Revealed: Air India Pilot Cut Fuel Before Crash

Hold onto your coffee mugs because a fresh AAIB report finds the Air India 787’s fuel switches were deliberately set to off mere seconds after takeoff. I’m practically vibrating here—imagine a state-of-the-art Dreamliner climbing into the sky and then, boom, the engines go mute like someone flipped the mute button on your morning news. According to India’s Aircraft Accident Investigation Bureau, both engine fuel switches on flight AI201 were moved from RUN to CUTOFF just one second apart, only to be snapped back on about ten seconds later. News of that jaw-dropping sequence comes straight from the probe’s official findings.
The Wall Street Journal dug into the black-box audio and reports that co-pilot Clive Kunder can be heard asking Captain Sumeet Sabharwal, “Why did you cut it off?” To which Sabharwal, known among flight school classmates as “Sad Sack” because he always looked so doleful, firmly denies any deliberate shutdown. Fuel switches are typically toggled on the ground during engine start and off after landing or in emergencies—not mid-flight on a smooth climb—so doing it by mistake is practically unheard of. Experts told the WSJ that the physical motion is tough to pull off accidentally, which makes this discovery even more baffling.
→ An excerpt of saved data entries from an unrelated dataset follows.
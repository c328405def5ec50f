//! Histogram-based automatic thresholds.
//!
//! Intensities are binned into 256 bins spanning the volume's finite
//! range. Each method picks a threshold bin `k`; voxels whose bin is
//! strictly above `k` are foreground.

use crate::config::ThresholdMethod;
use crate::geom::{IntensityVolume, Mask, Volume};

pub const BINS: usize = 256;

/// Intensity histogram with the range it was built over.
#[derive(Clone, Debug, PartialEq)]
pub struct Histogram {
    pub counts: [u64; BINS],
    pub min: f32,
    pub max: f32,
}

impl Histogram {
    /// Bins the finite values of a volume, `None` when the range is empty
    /// or degenerate.
    pub fn of(volume: &IntensityVolume) -> Option<Self> {
        let (min, max) = volume.min_max()?;
        if max <= min {
            return None;
        }
        let mut counts = [0u64; BINS];
        for v in volume.as_slice() {
            if v.is_finite() {
                counts[bin_of(*v, min, max)] += 1;
            }
        }
        Some(Self { counts, min, max })
    }

    #[inline]
    pub fn bin(&self, value: f32) -> usize {
        bin_of(value, self.min, self.max)
    }

    /// Lower edge of the bin after `k`, in intensity units.
    pub fn upper_edge(&self, k: usize) -> f32 {
        self.min + (k + 1) as f32 * (self.max - self.min) / BINS as f32
    }

    pub fn total(&self) -> u64 {
        self.counts.iter().sum()
    }
}

#[inline]
fn bin_of(value: f32, min: f32, max: f32) -> usize {
    let scaled = (value - min) / (max - min) * BINS as f32;
    (scaled.max(0.0) as usize).min(BINS - 1)
}

/// Threshold bin chosen by `method`.
pub fn threshold_bin(hist: &Histogram, method: ThresholdMethod) -> usize {
    match method {
        ThresholdMethod::Default => iso_data(&hist.counts),
        ThresholdMethod::Mean => mean(&hist.counts),
        ThresholdMethod::Otsu => otsu(&hist.counts),
        ThresholdMethod::Percentile => percentile(&hist.counts, 0.5),
    }
}

/// Foreground mask of `volume` under `method`.
///
/// A constant or empty volume has no foreground.
pub fn threshold_mask(volume: &IntensityVolume, method: ThresholdMethod) -> Mask {
    let Some(hist) = Histogram::of(volume) else {
        return Volume::filled(volume.shape(), false);
    };
    let k = threshold_bin(&hist, method);
    log::trace!(
        "{} threshold: bin {} (value {:.4})",
        method.as_str(),
        k,
        hist.upper_edge(k)
    );
    volume.map(|v| v.is_finite() && hist.bin(v) > k)
}

fn mean(counts: &[u64; BINS]) -> usize {
    let total: u64 = counts.iter().sum();
    if total == 0 {
        return 0;
    }
    let weighted: f64 = counts
        .iter()
        .enumerate()
        .map(|(i, c)| i as f64 * *c as f64)
        .sum();
    (weighted / total as f64).floor() as usize
}

/// Bin whose cumulative fraction is closest to `ptile`.
fn percentile(counts: &[u64; BINS], ptile: f64) -> usize {
    let total: u64 = counts.iter().sum();
    if total == 0 {
        return 0;
    }
    let mut best = 0;
    let mut best_gap = f64::INFINITY;
    let mut partial = 0u64;
    for (i, c) in counts.iter().enumerate() {
        partial += c;
        let gap = (partial as f64 / total as f64 - ptile).abs();
        if gap < best_gap {
            best_gap = gap;
            best = i;
        }
    }
    best
}

/// Maximizes between-class variance; class 0 is bins `0..=k`.
fn otsu(counts: &[u64; BINS]) -> usize {
    let total: f64 = counts.iter().map(|c| *c as f64).sum();
    if total == 0.0 {
        return 0;
    }
    let sum_all: f64 = counts
        .iter()
        .enumerate()
        .map(|(i, c)| i as f64 * *c as f64)
        .sum();

    let mut best = 0;
    let mut best_var = -1.0;
    let (mut w0, mut sum0) = (0.0f64, 0.0f64);
    for (k, c) in counts.iter().enumerate() {
        w0 += *c as f64;
        sum0 += k as f64 * *c as f64;
        let w1 = total - w0;
        if w0 == 0.0 || w1 == 0.0 {
            continue;
        }
        let m0 = sum0 / w0;
        let m1 = (sum_all - sum0) / w1;
        let var = w0 * w1 * (m0 - m1) * (m0 - m1);
        if var > best_var {
            best_var = var;
            best = k;
        }
    }
    best
}

/// Iterative intermeans with the two extreme bins ignored.
fn iso_data(counts: &[u64; BINS]) -> usize {
    let mut data = *counts;
    let last = BINS - 1;
    data[0] = 0;
    data[last] = 0;

    let Some(min) = data.iter().position(|c| *c > 0) else {
        return BINS / 2;
    };
    let max = data.iter().rposition(|c| *c > 0).unwrap_or(min);
    if min >= max {
        return BINS / 2;
    }

    let mut moving = min;
    let mut result;
    loop {
        let (mut s1, mut n1, mut s2, mut n2) = (0.0f64, 0.0f64, 0.0f64, 0.0f64);
        for (i, c) in data.iter().enumerate().take(max + 1).skip(min) {
            let c = *c as f64;
            if i <= moving {
                s1 += i as f64 * c;
                n1 += c;
            } else {
                s2 += i as f64 * c;
                n2 += c;
            }
        }
        let m1 = if n1 > 0.0 { s1 / n1 } else { 0.0 };
        let m2 = if n2 > 0.0 { s2 / n2 } else { 0.0 };
        result = (m1 + m2) / 2.0;
        moving += 1;
        if !((moving + 1) as f64 <= result && moving < max - 1) {
            break;
        }
    }
    (result.round().max(0.0) as usize).min(last)
}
Witnesses on the ground say the jet lifted normally on June 12 out of Ahmedabad, bound for London, and then inexplicably sagged half a mile above a dorm at B.J. Medical College. The crash claimed 260 lives—241 passengers and crew perished, while one man walked away with barely a scratch. It’s painfully clear that even though the switches were flipped back into RUN and the engine control systems kicked in a recovery sequence, it was tragically too late to avert disaster.
Digging deeper, The Sunday Times shares that Sabharwal had quietly planned to retire from flying to care for his ailing father. He reportedly rang home just before pushback to say he’d call once he landed in London. That call never happened. Neighbors described him as devoted and soft-spoken, which makes the idea of a purposeful shutdown all the more perplexing.
The AAIB is still probing motive and method, but so far no definitive reason has emerged for why Sabharwal would cut fuel mid-air. Aviation authorities and Air India executives are combing through training records, cockpit procedures, and psychological profiles as they try to piece together what really happened in those fateful seconds. There’s even talk of refining switch designs to prevent such mishaps in the future.
This chilling revelation flips aviation safety debates on their head—were these toggles vulnerable to human error, intentional sabotage, or some freak mechanical glitch? The final report is pending, and until then, every detail feels like a clue in a thriller no one wanted to star in. I swear, I could talk about this all day.